Collection entries
──────

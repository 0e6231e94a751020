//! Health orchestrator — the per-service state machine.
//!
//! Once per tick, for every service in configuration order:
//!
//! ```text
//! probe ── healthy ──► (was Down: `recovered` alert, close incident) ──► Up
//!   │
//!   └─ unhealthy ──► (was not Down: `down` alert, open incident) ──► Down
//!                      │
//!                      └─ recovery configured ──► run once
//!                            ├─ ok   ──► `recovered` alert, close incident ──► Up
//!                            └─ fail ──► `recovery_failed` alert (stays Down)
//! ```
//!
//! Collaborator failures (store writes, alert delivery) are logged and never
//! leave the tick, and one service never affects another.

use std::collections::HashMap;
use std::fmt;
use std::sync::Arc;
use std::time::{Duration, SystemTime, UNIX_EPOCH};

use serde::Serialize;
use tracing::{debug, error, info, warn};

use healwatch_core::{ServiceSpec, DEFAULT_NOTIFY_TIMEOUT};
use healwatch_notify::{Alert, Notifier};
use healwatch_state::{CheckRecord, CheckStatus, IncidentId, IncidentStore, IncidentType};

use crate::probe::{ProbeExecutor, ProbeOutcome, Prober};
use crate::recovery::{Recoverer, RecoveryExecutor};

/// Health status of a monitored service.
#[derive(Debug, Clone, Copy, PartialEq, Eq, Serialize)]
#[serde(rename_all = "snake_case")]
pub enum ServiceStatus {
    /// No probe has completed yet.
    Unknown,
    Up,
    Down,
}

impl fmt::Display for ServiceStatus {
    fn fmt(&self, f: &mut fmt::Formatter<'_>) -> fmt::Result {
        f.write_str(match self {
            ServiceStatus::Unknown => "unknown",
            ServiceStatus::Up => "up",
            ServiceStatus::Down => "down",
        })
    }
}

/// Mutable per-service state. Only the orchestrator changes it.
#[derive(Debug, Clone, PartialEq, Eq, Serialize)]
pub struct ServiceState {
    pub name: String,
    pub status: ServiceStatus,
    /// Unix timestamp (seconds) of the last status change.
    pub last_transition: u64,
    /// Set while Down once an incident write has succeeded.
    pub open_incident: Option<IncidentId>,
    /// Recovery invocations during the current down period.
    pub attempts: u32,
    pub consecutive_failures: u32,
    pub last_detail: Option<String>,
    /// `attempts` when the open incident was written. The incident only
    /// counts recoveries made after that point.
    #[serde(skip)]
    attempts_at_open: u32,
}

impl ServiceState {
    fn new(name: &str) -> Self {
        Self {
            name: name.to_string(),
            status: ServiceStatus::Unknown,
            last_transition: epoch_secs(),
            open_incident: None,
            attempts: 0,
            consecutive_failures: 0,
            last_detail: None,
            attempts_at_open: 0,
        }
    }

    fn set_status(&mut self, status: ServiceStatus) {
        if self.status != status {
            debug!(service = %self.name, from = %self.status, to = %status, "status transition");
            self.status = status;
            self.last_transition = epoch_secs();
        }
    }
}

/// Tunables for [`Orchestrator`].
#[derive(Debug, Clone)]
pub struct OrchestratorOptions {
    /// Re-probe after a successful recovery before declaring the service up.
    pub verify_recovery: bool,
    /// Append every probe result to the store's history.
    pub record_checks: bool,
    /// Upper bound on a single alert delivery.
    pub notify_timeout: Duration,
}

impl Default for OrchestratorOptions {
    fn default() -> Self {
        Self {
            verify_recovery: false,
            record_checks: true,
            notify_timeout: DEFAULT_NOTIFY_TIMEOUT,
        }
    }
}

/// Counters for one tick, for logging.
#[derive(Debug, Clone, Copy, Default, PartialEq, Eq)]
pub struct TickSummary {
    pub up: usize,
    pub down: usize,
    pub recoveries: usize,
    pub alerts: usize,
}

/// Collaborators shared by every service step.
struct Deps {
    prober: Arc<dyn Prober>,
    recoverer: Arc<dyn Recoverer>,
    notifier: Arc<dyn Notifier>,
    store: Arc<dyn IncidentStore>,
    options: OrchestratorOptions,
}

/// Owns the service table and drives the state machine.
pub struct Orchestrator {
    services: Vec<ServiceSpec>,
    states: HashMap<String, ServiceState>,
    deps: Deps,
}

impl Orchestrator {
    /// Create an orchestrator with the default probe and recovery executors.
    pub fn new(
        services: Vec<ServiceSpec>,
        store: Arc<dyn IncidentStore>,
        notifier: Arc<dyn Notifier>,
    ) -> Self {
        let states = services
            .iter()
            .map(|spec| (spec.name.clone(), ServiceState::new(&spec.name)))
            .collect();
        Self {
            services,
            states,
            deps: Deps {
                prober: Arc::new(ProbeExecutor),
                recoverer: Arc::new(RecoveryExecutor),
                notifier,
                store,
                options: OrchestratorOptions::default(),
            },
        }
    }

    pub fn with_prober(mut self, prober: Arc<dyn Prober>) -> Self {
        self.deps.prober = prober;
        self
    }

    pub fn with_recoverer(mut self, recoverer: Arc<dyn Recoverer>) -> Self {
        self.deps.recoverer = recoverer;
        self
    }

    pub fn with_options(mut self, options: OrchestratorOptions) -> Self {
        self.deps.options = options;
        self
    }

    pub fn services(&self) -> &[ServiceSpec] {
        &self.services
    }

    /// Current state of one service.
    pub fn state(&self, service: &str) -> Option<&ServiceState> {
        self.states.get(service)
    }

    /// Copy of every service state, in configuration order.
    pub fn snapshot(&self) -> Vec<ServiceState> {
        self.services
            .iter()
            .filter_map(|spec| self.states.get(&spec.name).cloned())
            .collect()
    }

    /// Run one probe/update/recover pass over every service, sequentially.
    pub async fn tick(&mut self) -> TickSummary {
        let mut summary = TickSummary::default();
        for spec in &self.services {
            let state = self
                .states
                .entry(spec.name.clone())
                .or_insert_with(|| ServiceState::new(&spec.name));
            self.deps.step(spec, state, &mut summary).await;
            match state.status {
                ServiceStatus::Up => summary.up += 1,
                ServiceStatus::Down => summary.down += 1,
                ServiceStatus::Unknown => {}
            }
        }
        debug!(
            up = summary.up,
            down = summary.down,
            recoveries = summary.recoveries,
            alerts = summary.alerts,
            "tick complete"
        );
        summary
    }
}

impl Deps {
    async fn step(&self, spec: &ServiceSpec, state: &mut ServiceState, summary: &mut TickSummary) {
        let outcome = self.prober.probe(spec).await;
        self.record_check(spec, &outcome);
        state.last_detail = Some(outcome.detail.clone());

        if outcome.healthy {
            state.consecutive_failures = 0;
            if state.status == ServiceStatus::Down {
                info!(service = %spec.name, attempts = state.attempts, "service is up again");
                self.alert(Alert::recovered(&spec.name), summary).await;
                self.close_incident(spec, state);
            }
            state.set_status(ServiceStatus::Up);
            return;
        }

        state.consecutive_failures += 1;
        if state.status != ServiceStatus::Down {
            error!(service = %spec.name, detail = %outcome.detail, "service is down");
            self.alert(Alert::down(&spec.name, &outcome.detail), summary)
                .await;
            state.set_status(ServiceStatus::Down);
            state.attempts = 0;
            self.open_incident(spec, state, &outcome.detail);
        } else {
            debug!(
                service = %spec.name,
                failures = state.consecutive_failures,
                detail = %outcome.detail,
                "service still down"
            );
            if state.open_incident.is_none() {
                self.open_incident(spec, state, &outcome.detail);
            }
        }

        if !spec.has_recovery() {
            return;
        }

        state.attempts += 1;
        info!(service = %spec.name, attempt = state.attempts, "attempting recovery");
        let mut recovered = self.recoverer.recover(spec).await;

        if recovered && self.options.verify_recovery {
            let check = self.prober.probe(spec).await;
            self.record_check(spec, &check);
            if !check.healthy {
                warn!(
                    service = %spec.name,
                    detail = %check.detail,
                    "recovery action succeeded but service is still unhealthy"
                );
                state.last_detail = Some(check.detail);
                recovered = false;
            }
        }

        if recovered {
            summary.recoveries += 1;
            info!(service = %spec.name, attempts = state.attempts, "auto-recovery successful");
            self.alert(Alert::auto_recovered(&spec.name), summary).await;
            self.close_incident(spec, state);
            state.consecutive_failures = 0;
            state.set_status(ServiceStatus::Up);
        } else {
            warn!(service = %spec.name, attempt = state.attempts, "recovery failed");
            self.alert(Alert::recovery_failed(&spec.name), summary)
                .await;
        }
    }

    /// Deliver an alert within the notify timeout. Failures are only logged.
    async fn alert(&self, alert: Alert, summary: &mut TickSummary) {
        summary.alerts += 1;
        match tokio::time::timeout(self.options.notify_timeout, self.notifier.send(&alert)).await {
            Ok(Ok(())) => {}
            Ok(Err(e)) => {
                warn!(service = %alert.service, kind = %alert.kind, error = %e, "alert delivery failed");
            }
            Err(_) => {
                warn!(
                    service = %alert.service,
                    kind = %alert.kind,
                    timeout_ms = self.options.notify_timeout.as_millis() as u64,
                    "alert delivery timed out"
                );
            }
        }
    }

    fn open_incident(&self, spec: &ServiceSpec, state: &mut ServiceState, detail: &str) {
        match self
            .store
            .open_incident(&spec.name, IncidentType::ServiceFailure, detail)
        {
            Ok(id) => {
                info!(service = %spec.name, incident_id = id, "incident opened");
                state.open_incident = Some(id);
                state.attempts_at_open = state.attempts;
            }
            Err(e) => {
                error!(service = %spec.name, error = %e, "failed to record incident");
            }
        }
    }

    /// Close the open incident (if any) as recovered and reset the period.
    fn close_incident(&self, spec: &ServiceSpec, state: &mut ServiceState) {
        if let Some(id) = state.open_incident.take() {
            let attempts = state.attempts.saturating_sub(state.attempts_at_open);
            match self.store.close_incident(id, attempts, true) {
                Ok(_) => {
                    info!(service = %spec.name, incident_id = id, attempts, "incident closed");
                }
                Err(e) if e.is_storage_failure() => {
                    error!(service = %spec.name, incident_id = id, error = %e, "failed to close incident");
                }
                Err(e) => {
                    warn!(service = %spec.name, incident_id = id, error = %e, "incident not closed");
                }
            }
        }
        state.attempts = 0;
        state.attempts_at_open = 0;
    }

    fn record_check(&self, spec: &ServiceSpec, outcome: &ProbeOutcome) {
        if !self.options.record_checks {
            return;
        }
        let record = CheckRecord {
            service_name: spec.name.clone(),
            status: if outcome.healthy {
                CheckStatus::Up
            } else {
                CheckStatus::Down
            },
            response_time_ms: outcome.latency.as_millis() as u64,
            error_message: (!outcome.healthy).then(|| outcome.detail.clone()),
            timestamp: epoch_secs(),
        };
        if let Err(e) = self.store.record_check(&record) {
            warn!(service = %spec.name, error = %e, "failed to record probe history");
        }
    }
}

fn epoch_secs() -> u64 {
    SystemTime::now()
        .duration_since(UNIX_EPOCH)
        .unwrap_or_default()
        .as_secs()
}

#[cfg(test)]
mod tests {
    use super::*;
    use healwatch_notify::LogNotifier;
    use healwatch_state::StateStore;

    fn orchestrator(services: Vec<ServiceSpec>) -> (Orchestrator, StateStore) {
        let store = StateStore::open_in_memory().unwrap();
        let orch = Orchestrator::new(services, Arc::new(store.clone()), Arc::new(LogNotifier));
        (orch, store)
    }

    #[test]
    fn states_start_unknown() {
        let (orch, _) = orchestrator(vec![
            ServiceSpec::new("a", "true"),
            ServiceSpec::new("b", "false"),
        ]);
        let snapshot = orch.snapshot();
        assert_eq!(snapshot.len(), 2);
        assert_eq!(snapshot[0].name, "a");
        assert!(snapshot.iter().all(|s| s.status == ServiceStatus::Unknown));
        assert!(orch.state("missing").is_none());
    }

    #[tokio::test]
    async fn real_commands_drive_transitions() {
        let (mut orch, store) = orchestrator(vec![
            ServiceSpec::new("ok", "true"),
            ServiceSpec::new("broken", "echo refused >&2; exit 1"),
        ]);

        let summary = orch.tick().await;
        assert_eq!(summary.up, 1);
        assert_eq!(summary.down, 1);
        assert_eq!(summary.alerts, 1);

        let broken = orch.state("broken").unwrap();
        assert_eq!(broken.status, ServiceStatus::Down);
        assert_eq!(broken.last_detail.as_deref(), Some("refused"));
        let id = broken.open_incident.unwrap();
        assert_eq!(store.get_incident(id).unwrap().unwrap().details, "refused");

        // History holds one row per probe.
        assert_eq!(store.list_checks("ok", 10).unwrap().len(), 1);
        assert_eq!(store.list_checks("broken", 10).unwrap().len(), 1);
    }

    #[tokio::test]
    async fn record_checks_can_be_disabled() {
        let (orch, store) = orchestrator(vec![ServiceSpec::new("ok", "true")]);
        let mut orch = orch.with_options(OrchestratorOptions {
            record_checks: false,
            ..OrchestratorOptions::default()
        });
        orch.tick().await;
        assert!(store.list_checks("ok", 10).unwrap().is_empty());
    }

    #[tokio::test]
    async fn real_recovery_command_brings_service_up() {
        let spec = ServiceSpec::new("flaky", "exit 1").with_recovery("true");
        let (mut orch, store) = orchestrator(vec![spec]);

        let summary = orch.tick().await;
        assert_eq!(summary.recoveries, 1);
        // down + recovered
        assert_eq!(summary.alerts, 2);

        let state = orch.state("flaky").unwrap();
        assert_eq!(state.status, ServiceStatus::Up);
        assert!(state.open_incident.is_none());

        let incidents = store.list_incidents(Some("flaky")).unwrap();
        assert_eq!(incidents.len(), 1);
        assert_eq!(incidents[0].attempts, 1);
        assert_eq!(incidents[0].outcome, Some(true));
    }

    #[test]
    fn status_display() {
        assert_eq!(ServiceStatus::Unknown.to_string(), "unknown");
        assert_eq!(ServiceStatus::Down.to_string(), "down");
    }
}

──────

# [Assignment]
Filter the entries down to the lines containing "flaky". Copy each of those lines.

# [Output for this exercise]
        let spec = ServiceSpec::new("flaky", "exit 1").with_recovery("true");
        let state = orch.state("flaky").unwrap();
        let incidents = store.list_incidents(Some("flaky")).unwrap();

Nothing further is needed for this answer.